- [Your assignment]:
The records below need to be printed in full. Keep each one exact.

Collected data entries
*** Begin section ***
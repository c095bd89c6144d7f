// Path: crates/storage/src/lib.rs
#![cfg_attr(
    not(test),
    deny(
        clippy::unwrap_used,
        clippy::expect_used,
        clippy::panic,
        clippy::unimplemented,
        clippy::todo,
        clippy::indexing_slicing
    )
)]

//! Table stores backing the per-chain agent, deposit and punish tables.
//!
//! `RedbTableStore` keeps every table in one redb database and tracks created
//! tables in a catalog table, so "create" is explicit and idempotence is decided
//! by the caller. `MemoryTableStore` has the same semantics without persistence.

pub mod memory;
pub mod redb_table_store;

pub use memory::MemoryTableStore;
pub use redb_table_store::RedbTableStore;
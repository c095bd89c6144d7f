//! Assertion utilities for testing

/// Assert that a result is Ok and unwrap it
#[macro_export]
macro_rules! assert_ok {
    ($expr:expr) => {
        match $expr {
            Ok(val) => val,
            Err(err) => panic!("Expected Ok, got Err: {:?}", err),
        }
    };
    ($expr:expr, $($arg:tt)+) => {
        match $expr {
            Ok(val) => val,
            Err(err) => panic!("Expected Ok, got Err: {:?} ({})", err, format!($($arg)+)),
        }
    };
}

/// Assert that a result is Err and unwrap the error
#[macro_export]
macro_rules! assert_err {
    ($expr:expr) => {
        match $expr {
            Ok(val) => panic!("Expected Err, got Ok: {:?}", val),
            Err(err) => err,
        }
    };
}

/// Assert that a chain error carries the given stable error code
#[macro_export]
macro_rules! assert_error_code {
    ($result:expr, $code:expr) => {{
        use poc_types::error::ErrorCode as _;
        match $result {
            Ok(val) => panic!("Expected error {}, got Ok: {:?}", $code, val),
            Err(err) => assert_eq!(err.code(), $code, "unexpected error: {}", err),
        }
    }};
}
*** End section ***
- [Task answer]:
repository c095bd89c6144d7f
// Path: crates/storage/src/lib.rs
#![cfg_attr(
    not(test),
    deny(
        clippy::unwrap_used,
        clippy::expect_used,
        clippy::panic,
        clippy::unimplemented,
        clippy::todo,
        clippy::indexing_slicing
    )
)]

//! Table stores backing the per-chain agent, deposit and punish tables.
//!
//! `RedbTableStore` keeps every table in one redb database and tracks created
//! tables in a catalog table, so "create" is explicit and idempotence is decided
//! by the caller. `MemoryTableStore` has the same semantics without persistence.

pub mod memory;
pub mod redb_table_store;

pub use memory::MemoryTableStore;
pub use redb_table_store::RedbTableStore;
repository c095bd89c6144d7f
//! Assertion utilities for testing

/// Assert that a result is Ok and unwrap it
#[macro_export]
macro_rules! assert_ok {
    ($expr:expr) => {
        match $expr {
            Ok(val) => val,
            Err(err) => panic!("Expected Ok, got Err: {:?}", err),
        }
    };
    ($expr:expr, $($arg:tt)+) => {
        match $expr {
            Ok(val) => val,
            Err(err) => panic!("Expected Ok, got Err: {:?} ({})", err, format!($($arg)+)),
        }
    };
}

/// Assert that a result is Err and unwrap the error
#[macro_export]
macro_rules! assert_err {
    ($expr:expr) => {
        match $expr {
            Ok(val) => panic!("Expected Err, got Ok: {:?}", val),
            Err(err) => err,
        }
    };
}

/// Assert that a chain error carries the given stable error code
#[macro_export]
macro_rules! assert_error_code {
    ($result:expr, $code:expr) => {{
        use poc_types::error::ErrorCode as _;
        match $result {
            Ok(val) => panic!("Expected error {}, got Ok: {:?}", $code, val),
            Err(err) => assert_eq!(err.code(), $code, "unexpected error: {}", err),
        }
    }};
}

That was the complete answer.